(Collection entries)
__________
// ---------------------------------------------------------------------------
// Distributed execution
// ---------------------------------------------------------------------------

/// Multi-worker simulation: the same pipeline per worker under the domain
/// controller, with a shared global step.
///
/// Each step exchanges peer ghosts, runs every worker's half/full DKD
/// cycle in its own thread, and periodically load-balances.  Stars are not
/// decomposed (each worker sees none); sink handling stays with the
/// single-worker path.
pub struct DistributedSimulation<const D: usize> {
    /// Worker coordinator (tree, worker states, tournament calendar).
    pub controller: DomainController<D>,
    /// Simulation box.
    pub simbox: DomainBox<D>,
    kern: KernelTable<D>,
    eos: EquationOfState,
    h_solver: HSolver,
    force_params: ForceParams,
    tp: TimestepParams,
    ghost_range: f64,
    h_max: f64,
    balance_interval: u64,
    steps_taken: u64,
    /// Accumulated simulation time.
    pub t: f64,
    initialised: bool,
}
__________
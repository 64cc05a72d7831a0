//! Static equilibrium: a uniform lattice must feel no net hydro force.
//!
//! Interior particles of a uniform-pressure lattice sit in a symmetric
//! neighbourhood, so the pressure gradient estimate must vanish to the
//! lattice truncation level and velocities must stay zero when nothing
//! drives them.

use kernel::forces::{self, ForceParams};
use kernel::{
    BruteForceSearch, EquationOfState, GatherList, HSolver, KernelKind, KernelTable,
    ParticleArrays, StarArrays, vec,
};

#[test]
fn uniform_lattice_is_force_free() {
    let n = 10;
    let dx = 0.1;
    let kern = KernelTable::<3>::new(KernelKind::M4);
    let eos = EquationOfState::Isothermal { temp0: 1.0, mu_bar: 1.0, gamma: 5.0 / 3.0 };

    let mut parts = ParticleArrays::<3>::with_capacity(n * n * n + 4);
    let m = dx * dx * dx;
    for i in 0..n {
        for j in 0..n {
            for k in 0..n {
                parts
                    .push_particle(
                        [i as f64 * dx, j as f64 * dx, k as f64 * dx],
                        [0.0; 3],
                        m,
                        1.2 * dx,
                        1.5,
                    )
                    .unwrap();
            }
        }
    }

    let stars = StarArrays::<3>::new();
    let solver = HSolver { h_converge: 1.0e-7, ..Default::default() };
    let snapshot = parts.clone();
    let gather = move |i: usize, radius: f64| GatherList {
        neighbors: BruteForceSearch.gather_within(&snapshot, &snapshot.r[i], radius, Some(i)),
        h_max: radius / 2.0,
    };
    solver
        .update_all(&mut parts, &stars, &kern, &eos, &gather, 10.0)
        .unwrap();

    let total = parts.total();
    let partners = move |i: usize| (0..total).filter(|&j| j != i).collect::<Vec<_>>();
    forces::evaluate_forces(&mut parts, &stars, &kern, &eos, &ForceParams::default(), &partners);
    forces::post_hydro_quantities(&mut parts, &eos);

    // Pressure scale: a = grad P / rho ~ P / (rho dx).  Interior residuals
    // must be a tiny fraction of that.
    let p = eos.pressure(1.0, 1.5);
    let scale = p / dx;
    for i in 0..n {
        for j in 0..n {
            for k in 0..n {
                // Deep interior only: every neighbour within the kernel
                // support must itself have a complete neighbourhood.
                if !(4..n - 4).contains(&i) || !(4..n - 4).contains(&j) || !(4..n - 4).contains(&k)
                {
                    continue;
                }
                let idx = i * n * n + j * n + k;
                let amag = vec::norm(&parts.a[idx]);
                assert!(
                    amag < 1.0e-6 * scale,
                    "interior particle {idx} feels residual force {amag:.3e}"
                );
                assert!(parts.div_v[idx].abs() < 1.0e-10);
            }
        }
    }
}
__________
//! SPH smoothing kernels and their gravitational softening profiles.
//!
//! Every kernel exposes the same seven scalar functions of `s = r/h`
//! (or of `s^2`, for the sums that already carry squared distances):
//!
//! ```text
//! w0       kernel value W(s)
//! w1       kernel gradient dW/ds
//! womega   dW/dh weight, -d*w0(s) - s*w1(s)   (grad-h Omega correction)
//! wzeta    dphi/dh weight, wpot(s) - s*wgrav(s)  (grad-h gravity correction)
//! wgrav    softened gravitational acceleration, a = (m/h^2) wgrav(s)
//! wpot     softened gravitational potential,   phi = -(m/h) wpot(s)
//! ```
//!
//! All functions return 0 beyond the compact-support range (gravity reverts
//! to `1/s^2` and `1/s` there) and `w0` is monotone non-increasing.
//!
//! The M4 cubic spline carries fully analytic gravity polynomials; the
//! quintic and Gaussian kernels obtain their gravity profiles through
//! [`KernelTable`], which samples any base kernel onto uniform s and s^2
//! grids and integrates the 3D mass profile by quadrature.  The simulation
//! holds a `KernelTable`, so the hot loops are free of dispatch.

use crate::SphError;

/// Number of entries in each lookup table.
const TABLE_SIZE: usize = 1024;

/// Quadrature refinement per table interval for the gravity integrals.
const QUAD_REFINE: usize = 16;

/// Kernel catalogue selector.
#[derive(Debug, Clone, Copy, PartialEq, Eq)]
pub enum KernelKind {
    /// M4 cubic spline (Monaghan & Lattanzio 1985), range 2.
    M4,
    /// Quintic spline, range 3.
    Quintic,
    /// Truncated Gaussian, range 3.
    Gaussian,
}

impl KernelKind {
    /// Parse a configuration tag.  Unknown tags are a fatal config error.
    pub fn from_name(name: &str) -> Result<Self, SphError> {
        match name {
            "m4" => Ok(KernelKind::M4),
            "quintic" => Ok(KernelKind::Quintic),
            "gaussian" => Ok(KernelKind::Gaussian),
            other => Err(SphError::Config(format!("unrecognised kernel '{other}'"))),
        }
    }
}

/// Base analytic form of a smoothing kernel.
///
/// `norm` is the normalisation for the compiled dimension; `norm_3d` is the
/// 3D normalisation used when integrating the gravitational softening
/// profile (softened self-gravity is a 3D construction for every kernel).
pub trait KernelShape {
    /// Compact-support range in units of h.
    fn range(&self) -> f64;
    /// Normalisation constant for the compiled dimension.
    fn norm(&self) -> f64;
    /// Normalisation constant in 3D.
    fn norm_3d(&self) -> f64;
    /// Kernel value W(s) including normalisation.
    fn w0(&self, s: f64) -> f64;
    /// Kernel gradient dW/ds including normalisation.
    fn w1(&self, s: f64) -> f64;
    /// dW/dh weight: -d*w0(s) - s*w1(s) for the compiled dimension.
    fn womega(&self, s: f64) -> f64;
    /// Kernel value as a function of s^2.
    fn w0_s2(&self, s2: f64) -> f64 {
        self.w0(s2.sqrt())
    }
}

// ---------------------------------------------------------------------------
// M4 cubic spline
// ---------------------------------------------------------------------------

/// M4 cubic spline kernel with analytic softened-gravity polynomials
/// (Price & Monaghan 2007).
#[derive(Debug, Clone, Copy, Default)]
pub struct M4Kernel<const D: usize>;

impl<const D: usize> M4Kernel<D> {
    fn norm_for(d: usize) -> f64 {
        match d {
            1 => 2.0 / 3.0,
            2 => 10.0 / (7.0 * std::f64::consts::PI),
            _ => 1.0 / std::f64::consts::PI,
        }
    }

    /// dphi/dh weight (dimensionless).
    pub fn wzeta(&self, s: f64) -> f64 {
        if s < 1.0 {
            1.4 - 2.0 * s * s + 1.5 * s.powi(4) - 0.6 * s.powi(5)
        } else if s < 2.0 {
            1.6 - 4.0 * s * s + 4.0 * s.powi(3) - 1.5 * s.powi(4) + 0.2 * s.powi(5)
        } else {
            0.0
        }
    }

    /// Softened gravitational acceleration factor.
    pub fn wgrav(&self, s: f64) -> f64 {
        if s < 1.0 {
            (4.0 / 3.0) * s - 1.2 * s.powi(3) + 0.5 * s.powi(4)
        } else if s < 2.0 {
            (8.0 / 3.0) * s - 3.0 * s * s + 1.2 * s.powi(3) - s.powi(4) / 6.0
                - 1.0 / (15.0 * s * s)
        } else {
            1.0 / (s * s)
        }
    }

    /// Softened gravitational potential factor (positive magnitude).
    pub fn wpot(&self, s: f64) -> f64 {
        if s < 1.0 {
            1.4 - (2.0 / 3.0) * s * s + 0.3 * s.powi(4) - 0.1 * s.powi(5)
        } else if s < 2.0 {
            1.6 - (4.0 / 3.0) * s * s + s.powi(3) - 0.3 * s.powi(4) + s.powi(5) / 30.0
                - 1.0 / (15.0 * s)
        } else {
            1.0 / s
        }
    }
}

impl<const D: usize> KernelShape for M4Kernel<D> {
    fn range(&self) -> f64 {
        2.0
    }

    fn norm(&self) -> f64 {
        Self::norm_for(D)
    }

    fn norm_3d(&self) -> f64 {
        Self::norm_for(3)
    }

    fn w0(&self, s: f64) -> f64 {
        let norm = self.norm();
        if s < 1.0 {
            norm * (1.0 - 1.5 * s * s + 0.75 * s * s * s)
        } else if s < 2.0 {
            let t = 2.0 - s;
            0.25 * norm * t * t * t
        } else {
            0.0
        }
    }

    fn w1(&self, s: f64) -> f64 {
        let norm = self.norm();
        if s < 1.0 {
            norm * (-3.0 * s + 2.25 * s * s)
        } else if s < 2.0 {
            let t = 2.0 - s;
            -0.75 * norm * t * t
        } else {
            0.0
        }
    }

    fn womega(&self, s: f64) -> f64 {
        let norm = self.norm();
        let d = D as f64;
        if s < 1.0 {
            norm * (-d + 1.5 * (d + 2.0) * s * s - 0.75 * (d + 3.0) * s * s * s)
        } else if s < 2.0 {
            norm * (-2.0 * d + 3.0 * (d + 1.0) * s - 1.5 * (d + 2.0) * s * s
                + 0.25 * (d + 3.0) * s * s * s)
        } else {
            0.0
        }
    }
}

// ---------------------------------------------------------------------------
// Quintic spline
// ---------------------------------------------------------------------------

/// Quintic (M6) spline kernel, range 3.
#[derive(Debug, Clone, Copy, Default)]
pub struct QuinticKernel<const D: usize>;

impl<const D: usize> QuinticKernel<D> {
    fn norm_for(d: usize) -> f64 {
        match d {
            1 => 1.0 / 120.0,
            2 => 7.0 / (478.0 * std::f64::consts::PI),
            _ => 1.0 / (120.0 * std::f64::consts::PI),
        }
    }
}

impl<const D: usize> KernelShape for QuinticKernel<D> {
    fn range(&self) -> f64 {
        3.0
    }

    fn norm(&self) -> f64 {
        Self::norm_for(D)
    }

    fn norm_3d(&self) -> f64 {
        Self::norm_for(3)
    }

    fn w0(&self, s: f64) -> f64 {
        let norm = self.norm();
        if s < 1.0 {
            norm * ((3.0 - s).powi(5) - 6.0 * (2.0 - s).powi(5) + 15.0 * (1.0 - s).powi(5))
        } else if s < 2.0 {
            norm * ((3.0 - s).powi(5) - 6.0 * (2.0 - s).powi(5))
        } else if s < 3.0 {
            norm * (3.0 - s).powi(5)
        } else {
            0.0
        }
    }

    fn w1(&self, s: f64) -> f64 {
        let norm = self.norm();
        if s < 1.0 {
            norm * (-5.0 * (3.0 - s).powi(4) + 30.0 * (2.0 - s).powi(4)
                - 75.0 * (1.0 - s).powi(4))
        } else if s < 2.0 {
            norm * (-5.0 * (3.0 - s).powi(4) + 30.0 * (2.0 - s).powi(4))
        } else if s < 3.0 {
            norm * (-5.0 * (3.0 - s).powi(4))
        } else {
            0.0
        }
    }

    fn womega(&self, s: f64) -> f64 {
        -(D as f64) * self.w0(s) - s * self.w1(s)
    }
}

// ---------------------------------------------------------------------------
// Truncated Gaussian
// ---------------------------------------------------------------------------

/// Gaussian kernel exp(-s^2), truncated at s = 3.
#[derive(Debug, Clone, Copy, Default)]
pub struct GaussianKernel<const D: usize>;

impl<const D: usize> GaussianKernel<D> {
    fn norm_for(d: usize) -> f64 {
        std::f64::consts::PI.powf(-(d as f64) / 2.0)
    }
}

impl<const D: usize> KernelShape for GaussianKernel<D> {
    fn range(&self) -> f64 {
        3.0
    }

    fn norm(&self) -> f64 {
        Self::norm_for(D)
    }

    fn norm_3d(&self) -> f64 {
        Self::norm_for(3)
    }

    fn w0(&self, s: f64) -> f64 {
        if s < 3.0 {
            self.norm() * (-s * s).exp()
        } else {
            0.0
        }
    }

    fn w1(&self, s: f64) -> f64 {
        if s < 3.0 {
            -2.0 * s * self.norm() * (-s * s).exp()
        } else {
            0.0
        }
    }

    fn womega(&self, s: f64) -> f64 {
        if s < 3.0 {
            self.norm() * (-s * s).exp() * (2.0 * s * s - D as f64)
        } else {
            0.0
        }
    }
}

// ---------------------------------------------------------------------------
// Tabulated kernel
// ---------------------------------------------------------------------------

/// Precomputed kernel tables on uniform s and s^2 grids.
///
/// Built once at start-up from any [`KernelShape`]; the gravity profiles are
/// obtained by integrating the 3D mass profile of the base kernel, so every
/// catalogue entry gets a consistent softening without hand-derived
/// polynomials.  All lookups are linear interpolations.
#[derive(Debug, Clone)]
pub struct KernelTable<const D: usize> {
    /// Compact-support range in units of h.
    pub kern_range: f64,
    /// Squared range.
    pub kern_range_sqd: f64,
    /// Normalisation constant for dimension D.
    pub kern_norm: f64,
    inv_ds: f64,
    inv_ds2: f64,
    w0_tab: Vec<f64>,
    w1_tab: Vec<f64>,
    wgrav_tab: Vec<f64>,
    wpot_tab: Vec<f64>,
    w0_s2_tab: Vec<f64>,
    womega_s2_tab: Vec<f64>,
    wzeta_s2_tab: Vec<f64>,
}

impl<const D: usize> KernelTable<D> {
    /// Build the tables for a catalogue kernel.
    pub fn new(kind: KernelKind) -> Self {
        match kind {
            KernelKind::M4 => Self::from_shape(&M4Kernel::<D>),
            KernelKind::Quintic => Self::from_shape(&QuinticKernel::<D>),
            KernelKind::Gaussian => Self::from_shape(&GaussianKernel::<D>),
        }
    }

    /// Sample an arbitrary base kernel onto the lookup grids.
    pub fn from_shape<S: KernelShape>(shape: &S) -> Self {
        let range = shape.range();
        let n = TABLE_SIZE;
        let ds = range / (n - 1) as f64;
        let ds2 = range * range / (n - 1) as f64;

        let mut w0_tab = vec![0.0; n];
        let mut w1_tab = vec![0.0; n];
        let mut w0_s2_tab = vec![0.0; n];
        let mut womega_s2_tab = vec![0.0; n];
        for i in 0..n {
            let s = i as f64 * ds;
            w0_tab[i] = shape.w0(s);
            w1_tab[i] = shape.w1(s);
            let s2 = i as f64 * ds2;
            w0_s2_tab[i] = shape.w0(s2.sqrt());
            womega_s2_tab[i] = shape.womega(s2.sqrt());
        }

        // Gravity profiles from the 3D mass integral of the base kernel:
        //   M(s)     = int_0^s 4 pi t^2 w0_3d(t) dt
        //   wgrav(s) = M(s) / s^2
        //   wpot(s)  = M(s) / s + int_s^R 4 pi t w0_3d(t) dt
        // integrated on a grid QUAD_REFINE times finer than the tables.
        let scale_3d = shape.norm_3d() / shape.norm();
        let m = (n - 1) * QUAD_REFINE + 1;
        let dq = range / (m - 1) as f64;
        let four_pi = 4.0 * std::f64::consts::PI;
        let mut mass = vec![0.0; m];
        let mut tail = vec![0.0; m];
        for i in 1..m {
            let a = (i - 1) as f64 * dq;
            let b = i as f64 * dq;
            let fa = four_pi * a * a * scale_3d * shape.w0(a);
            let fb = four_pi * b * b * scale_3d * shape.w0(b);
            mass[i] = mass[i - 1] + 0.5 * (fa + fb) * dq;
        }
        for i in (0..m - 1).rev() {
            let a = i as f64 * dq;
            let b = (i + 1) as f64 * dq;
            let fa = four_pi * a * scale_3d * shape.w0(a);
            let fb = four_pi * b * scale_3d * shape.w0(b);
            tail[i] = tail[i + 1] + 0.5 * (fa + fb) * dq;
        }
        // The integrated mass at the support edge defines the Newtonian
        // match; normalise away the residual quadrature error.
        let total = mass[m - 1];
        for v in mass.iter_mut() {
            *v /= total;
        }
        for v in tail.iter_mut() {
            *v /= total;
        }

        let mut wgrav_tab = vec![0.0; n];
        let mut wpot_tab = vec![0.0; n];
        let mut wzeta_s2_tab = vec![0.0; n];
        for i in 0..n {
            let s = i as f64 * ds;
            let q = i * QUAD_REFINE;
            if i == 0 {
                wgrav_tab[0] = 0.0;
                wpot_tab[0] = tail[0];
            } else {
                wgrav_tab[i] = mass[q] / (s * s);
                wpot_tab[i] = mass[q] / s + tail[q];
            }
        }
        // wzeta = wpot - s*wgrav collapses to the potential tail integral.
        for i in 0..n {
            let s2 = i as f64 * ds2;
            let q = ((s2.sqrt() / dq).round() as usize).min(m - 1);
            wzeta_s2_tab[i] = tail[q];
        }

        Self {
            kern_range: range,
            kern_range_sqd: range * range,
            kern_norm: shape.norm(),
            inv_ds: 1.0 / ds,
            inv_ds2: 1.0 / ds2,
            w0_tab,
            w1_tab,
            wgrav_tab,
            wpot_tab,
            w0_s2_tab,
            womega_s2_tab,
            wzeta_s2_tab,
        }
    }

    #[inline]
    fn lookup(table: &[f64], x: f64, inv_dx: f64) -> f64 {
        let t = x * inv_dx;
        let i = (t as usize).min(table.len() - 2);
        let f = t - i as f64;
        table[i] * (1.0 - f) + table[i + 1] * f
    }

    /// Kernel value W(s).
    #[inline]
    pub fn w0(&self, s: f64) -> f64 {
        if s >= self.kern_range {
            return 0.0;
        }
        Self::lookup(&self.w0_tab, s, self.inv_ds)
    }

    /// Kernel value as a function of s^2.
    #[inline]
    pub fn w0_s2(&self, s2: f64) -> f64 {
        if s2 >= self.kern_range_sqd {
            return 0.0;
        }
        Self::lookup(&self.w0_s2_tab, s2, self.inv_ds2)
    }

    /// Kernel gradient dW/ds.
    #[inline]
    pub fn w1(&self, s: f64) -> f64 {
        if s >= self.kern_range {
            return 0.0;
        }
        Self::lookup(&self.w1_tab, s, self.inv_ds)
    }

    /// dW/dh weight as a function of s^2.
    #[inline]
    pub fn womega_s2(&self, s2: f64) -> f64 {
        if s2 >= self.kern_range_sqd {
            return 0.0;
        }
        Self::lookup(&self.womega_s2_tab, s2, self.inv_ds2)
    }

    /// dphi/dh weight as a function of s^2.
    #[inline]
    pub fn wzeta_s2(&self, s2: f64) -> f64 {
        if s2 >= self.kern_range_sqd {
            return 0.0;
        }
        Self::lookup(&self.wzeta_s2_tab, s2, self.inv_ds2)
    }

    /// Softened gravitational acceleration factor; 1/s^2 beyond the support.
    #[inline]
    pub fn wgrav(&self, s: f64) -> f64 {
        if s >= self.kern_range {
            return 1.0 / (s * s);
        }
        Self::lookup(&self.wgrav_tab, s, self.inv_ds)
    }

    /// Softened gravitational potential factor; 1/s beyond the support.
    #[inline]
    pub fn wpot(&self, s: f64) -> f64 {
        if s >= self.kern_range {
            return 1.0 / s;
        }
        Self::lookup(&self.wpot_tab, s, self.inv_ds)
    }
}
__________
- [Assignment]
A copy of each line above that holds the word "smoothing" is the expected answer.

- [Solution]
//! SPH smoothing kernels and their gravitational softening profiles.
/// Base analytic form of a smoothing kernel.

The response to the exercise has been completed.